ABABDA, a nomad tribe of Arabs who reach northward to the Kena-Kusayr road, in the country east of Luxor Diran, Aswan and the Northern Atbai. They call themselves "sons of the Jinns," and they are the Gebadei of Pliny and probably the Troglodytes of classical writers. From time immemorial they have acted as guides to caravans through the Nubian desert and up the Nile valley as far as Sennar. Many of them are employed in the telegraph service across the Arabian desert. They are great trade carriers and visit far away districts. The Ababda of Egypt, numbering some 30,000, are governed by an hereditary "chief"; they generally speak Arabic mingled with Barabra words. As a tribe they claim descent from Selman, an Arab of the Beni Hilal. They have adopted the dress and habits of the fellahin. In Nubia they live in villages, and their principal means of livelihood include agriculture, fishing, peddling, charcoal burning, wood-gathering and trading in gums and drugs. The Ababda build huts with hurdles and mats or live in natural caves. Their chief means of transportation is the camel and their chief foods are milk and durra. They are very superstitious, believing, for example, that evil would overtake a family if a girl member should after her marriage, ever set eyes on her mother; hence the Ababda husband has to make his home far from his wife's village. In the Mahdist troubles (1882-98) many "friendlies" were recruited from this tribe.

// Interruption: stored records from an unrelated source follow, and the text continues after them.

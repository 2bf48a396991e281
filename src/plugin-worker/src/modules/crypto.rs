use std::cell::RefCell;
use std::rc::Rc;

use base64::engine::general_purpose::{STANDARD, URL_SAFE_NO_PAD};
use base64::Engine as _;
use hmac::digest::{FixedOutputReset, KeyInit};
use hmac::Mac;
use rquickjs::class::Trace;
use rquickjs::{Ctx, Exception, JsLifetime, Result, Value};
use sha2::{Sha256, Sha384, Sha512};

use crate::utils::as_bytes;

#[rquickjs::module(rename_vars = "camelCase", rename_types = "camelCase")]
#[allow(clippy::module_inception)]
pub mod crypto {
    use super::*;

    #[rquickjs::function]
    pub fn create_hmac(ctx: Ctx<'_>, algo: String, key: Value<'_>) -> rquickjs::Result<Hmac> {
        Hmac::new(ctx, algo, key)
    }

    #[rquickjs::class()]
    #[derive(Clone, Trace, JsLifetime)]
    pub struct Hmac {
        #[qjs(skip_trace)]
        inner: Rc<RefCell<HmacInner>>,
    }

    #[rquickjs::methods]
    impl Hmac {
        #[qjs(constructor)]
        pub fn new(ctx: Ctx<'_>, algorithm: String, key: Value<'_>) -> rquickjs::Result<Self> {
            let key = as_bytes(key)?;
            let inner = match algorithm.to_lowercase().as_str() {
                "sha256" => HmacInner::with_key::<hmac::Hmac<Sha256>>(&ctx, key),
                "sha384" => HmacInner::with_key::<hmac::Hmac<Sha384>>(&ctx, key),
                "sha512" => HmacInner::with_key::<hmac::Hmac<Sha512>>(&ctx, key),
                _ => Err(Exception::throw_type(
                    &ctx,
                    &format!("Invalid algorithm: {algorithm:?}"),
                )),
            }?;
            Ok(Self { inner })
        }

        pub fn update(&mut self, data: Value<'_>) -> Result<Self> {
            self.inner.borrow_mut().update(data)?;
            Ok(self.clone())
        }

        pub fn finalize(&mut self) -> Self {
            self.inner.borrow_mut().finalize();
            self.clone()
        }

        pub fn digest(&mut self, ctx: Ctx<'_>, format: String) -> Result<String> {
            self.inner.borrow_mut().digest(ctx, format)
        }
    }
}

trait DynHmac {
    fn update(&mut self, data: &[u8]);
    fn finalize(&mut self) -> Vec<u8>;
}

impl<T: Mac + FixedOutputReset> DynHmac for T {
    fn update(&mut self, data: &[u8]) {
        Mac::update(self, data)
    }

    fn finalize(&mut self) -> Vec<u8> {
        Mac::finalize_reset(self).into_bytes().to_vec()
    }
}

struct HmacInner_<T: DynHmac + ?Sized> {
    result: Vec<u8>,
    hmac: T,
}

type HmacInner = HmacInner_<dyn DynHmac>;

impl HmacInner {
    fn with_key<T: DynHmac + KeyInit + 'static>(
        ctx: &Ctx<'_>,
        key: impl AsRef<[u8]>,
    ) -> rquickjs::Result<Rc<RefCell<Self>>> {
        let hmac = T::new_from_slice(key.as_ref()).map_err(|e| {
            rquickjs::Exception::throw_type(ctx, &format!("Invalid hmac key: {e:#?}"))
        })?;
        Ok(Rc::new(RefCell::new(HmacInner_ {
            result: Vec::new(),
            hmac,
        })))
    }

    pub fn update(&mut self, data: Value<'_>) -> rquickjs::Result<&mut Self> {
        let data = as_bytes(data)?;
        if !self.result.is_empty() {
            self.result.clear();
        }
        self.hmac.update(&data);
        Ok(self)
    }

    pub fn finalize(&mut self) -> &mut Self {
        self.result = self.hmac.finalize();
        self
    }

    pub fn digest(&mut self, ctx: Ctx<'_>, format: String) -> rquickjs::Result<String> {
        if self.result.is_empty() {
            self.finalize();
        }
        match format.to_lowercase().as_str() {
            "base64" => Ok(STANDARD.encode(&self.result)),
            "base64url" => Ok(URL_SAFE_NO_PAD.encode(&self.result)),
            "hex" => Ok(hex::encode(&self.result)),
            _ => Err(Exception::throw_type(
                &ctx,
                &format!("Unsupported format: {format:?}"),
            )),
        }
    }
}
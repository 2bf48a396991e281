//! Wire types and framing shared between the host and the worker process.
//!
//! This mirrors the role `hyperlight-js-common` plays for the host/guest
//! flatbuffer RPC: a small, dependency-light crate that both sides of the
//! process boundary can depend on without pulling in the JS engine or the
//! pool manager.

mod framing;

pub use framing::{read_message, write_message, FramingError};

use std::collections::HashMap;

use serde::{Deserialize, Serialize};
use uuid::Uuid;

/// Static description of a plugin: what to load and how to configure it.
#[derive(Debug, Clone, Serialize, Deserialize, PartialEq)]
pub struct PluginDescriptor {
    pub id: String,
    /// URI identifying the code to import (a filesystem path in this
    /// implementation; resolved relative to the current working directory).
    pub module: String,
    #[serde(default)]
    pub globals: HashMap<String, serde_json::Value>,
    #[serde(default = "default_concurrency")]
    pub concurrency: u32,
}

fn default_concurrency() -> u32 {
    1
}

/// A single log line captured from `console.log`/`console.error` etc. during
/// one invocation.
#[derive(Debug, Clone, Serialize, Deserialize, PartialEq)]
pub struct LogRecord {
    pub level: LogLevel,
    pub message: String,
    pub timestamp: chrono::DateTime<chrono::Utc>,
}

#[derive(Debug, Clone, Copy, Serialize, Deserialize, PartialEq, Eq)]
#[serde(rename_all = "lowercase")]
pub enum LogLevel {
    Log,
    Info,
    Warn,
    Error,
    Debug,
}

/// A record of one outbound `fetch()` call made during an invocation.
#[derive(Debug, Clone, Serialize, Deserialize, PartialEq)]
pub struct FetchRecord {
    /// The request URL's scheme (`"https"`, `"http"`), lowercased.
    pub scheme: String,
    /// The request URL's host, without port.
    pub host: String,
    pub method: String,
    pub status: Option<u16>,
    /// The HTTP reason phrase (`"OK"`, `"Not Found"`, ...), when a response
    /// was received.
    #[serde(rename = "statusText")]
    pub status_text: Option<String>,
    #[serde(rename = "startTime")]
    pub start_time: chrono::DateTime<chrono::Utc>,
    #[serde(rename = "endTime")]
    pub end_time: Option<chrono::DateTime<chrono::Utc>>,
    /// Bytes written to the outgoing request body; `0` for bodyless
    /// requests such as a plain `GET`.
    #[serde(rename = "sentBytes")]
    pub sent_bytes: u64,
    /// Bytes read from the response body as it was consumed.
    #[serde(rename = "receivedBytes")]
    pub received_bytes: u64,
    pub error: Option<String>,
}

/// The taxonomy of errors that can be reported back across the worker
/// boundary. `kind` distinguishes the categories enumerated in the error
/// handling design: load failures, missing exports, bad arguments, runtime
/// exceptions thrown by plugin code, execution aborted by the caller,
/// worker terminated out from under the invocation, and internal host
/// faults that are not the plugin's fault.
#[derive(Debug, Clone, Serialize, Deserialize, PartialEq, Eq, thiserror::Error)]
#[serde(tag = "kind", rename_all = "camelCase")]
pub enum ErrorDetails {
    #[error("load error: {message}")]
    Load { message: String },
    #[error("function not found: {message}")]
    NotFound { message: String },
    #[error("invalid argument: {message}")]
    InvalidArgument { message: String },
    #[error("runtime error: {name}: {message}")]
    Runtime {
        /// The thrown JS value's constructor name (`"TypeError"`, `"RangeError"`,
        /// plain `"Error"`, ...), not a host-level category.
        #[serde(default = "default_error_name")]
        name: String,
        message: String,
        #[serde(default)]
        stack: Option<String>,
    },
    #[error("invocation aborted: {message}")]
    Abort { message: String },
    #[error("worker terminated: {message}")]
    Terminate { message: String },
    #[error("internal error: {message}")]
    Internal { message: String },
}

fn default_error_name() -> String {
    "Error".to_string()
}

impl ErrorDetails {
    pub fn internal(message: impl Into<String>) -> Self {
        ErrorDetails::Internal {
            message: message.into(),
        }
    }

    pub fn runtime(message: impl Into<String>, stack: Option<String>) -> Self {
        ErrorDetails::Runtime {
            name: default_error_name(),
            message: message.into(),
            stack,
        }
    }

    pub fn runtime_named(name: impl Into<String>, message: impl Into<String>, stack: Option<String>) -> Self {
        ErrorDetails::Runtime {
            name: name.into(),
            message: message.into(),
            stack,
        }
    }

    /// The JS-style error name associated with this failure, per the
    /// `ErrorDetails.name` field callers observe at the testable boundary
    /// (`"AbortError"`, `"TerminateError"`, the thrown error's own name, ...).
    pub fn name(&self) -> &str {
        match self {
            ErrorDetails::Load { .. } => "LoadError",
            ErrorDetails::NotFound { .. } => "NotFoundError",
            ErrorDetails::InvalidArgument { .. } => "InvalidArgumentError",
            ErrorDetails::Runtime { name, .. } => name,
            ErrorDetails::Abort { .. } => "AbortError",
            ErrorDetails::Terminate { .. } => "TerminateError",
            ErrorDetails::Internal { .. } => "InternalError",
        }
    }
}

/// Result of attempting to load a plugin module into a worker.
#[derive(Debug, Clone, Serialize, Deserialize, PartialEq)]
#[serde(rename_all = "camelCase")]
pub struct LoadResult {
    pub ok: bool,
    #[serde(default, skip_serializing_if = "Option::is_none")]
    pub error: Option<ErrorDetails>,
    /// Names of functions the module exported, when `ok`.
    #[serde(default)]
    pub exports: Vec<String>,
}

/// Result of running one invocation to completion (success or failure).
#[derive(Debug, Clone, Serialize, Deserialize, PartialEq)]
#[serde(rename_all = "camelCase")]
pub struct InvokeResult {
    pub ok: bool,
    #[serde(default, skip_serializing_if = "Option::is_none")]
    pub value: Option<serde_json::Value>,
    #[serde(default, skip_serializing_if = "Option::is_none")]
    pub error: Option<ErrorDetails>,
    #[serde(default)]
    pub logs: Vec<LogRecord>,
    #[serde(default)]
    pub fetches: Vec<FetchRecord>,
}

impl InvokeResult {
    pub fn success(value: serde_json::Value, logs: Vec<LogRecord>, fetches: Vec<FetchRecord>) -> Self {
        Self {
            ok: true,
            value: Some(value),
            error: None,
            logs,
            fetches,
        }
    }

    pub fn failure(error: ErrorDetails, logs: Vec<LogRecord>, fetches: Vec<FetchRecord>) -> Self {
        Self {
            ok: false,
            value: None,
            error: Some(error),
            logs,
            fetches,
        }
    }
}

/// Messages the host sends to a worker over its stdin.
#[derive(Debug, Clone, Serialize, Deserialize)]
#[serde(tag = "type", rename_all = "camelCase")]
pub enum HostMessage {
    Load {
        plugin: PluginDescriptor,
    },
    Invoke {
        token: Uuid,
        /// Caller-supplied tracing id propagated into outbound `fetch`
        /// headers; distinct from `token`, which only correlates this
        /// message to its reply (see the design notes on the two ids).
        #[serde(default, skip_serializing_if = "Option::is_none")]
        invocation_id: Option<String>,
        function: String,
        #[serde(default)]
        args: serde_json::Value,
    },
    /// Ask a worker to abort the invocation identified by `token`, if still
    /// running. The worker answers with an `InvokeResult` carrying
    /// `ErrorDetails::Abort` for that token, same as any other completion.
    Abort {
        token: Uuid,
    },
}

/// Messages a worker sends back to the host over its stdout.
#[derive(Debug, Clone, Serialize, Deserialize)]
#[serde(tag = "type", rename_all = "camelCase")]
pub enum WorkerMessage {
    Loaded {
        result: LoadResult,
    },
    Invoked {
        token: Uuid,
        result: InvokeResult,
    },
}

#[cfg(test)]
mod tests {
    use super::*;

    #[test]
    fn plugin_descriptor_defaults_concurrency_to_one() {
        let json = r#"{"id":"p","module":"./m.js"}"#;
        let desc: PluginDescriptor = serde_json::from_str(json).unwrap();
        assert_eq!(desc.concurrency, 1);
        assert!(desc.globals.is_empty());
    }

    #[test]
    fn error_details_round_trip_through_json() {
        let err = ErrorDetails::runtime("boom", Some("at foo.js:1:1".into()));
        let encoded = serde_json::to_string(&err).unwrap();
        let decoded: ErrorDetails = serde_json::from_str(&encoded).unwrap();
        assert_eq!(err, decoded);
    }

    #[test]
    fn invoke_result_omits_value_on_failure() {
        let result = InvokeResult::failure(ErrorDetails::internal("x"), vec![], vec![]);
        let encoded = serde_json::to_value(&result).unwrap();
        assert!(encoded.get("value").is_none());
    }

    #[test]
    fn host_message_tags_are_camel_case() {
        let msg = HostMessage::Invoke {
            token: Uuid::nil(),
            invocation_id: None,
            function: "handler".into(),
            args: serde_json::json!({"a": 1}),
        };
        let encoded = serde_json::to_string(&msg).unwrap();
        assert!(encoded.contains("\"type\":\"invoke\""));
    }
}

BIBLIOGRAPY.--Sir F. R. Wingate, Mahdism and the Egyptian Sudan (1891); Giuseppe Sergi, Africa: Antropologia della Stirpe Camitica (1897); A. H. Keane, Ethnology of Egyptian Sudan (1884); Anglo-Egyptian Sudan, edited by Count Gleichen (1905) Joseph von Russegger, Die Reisen in Afrika (1841-50) H. A. MacMichael, History of the Arabs in the Sudan (1922).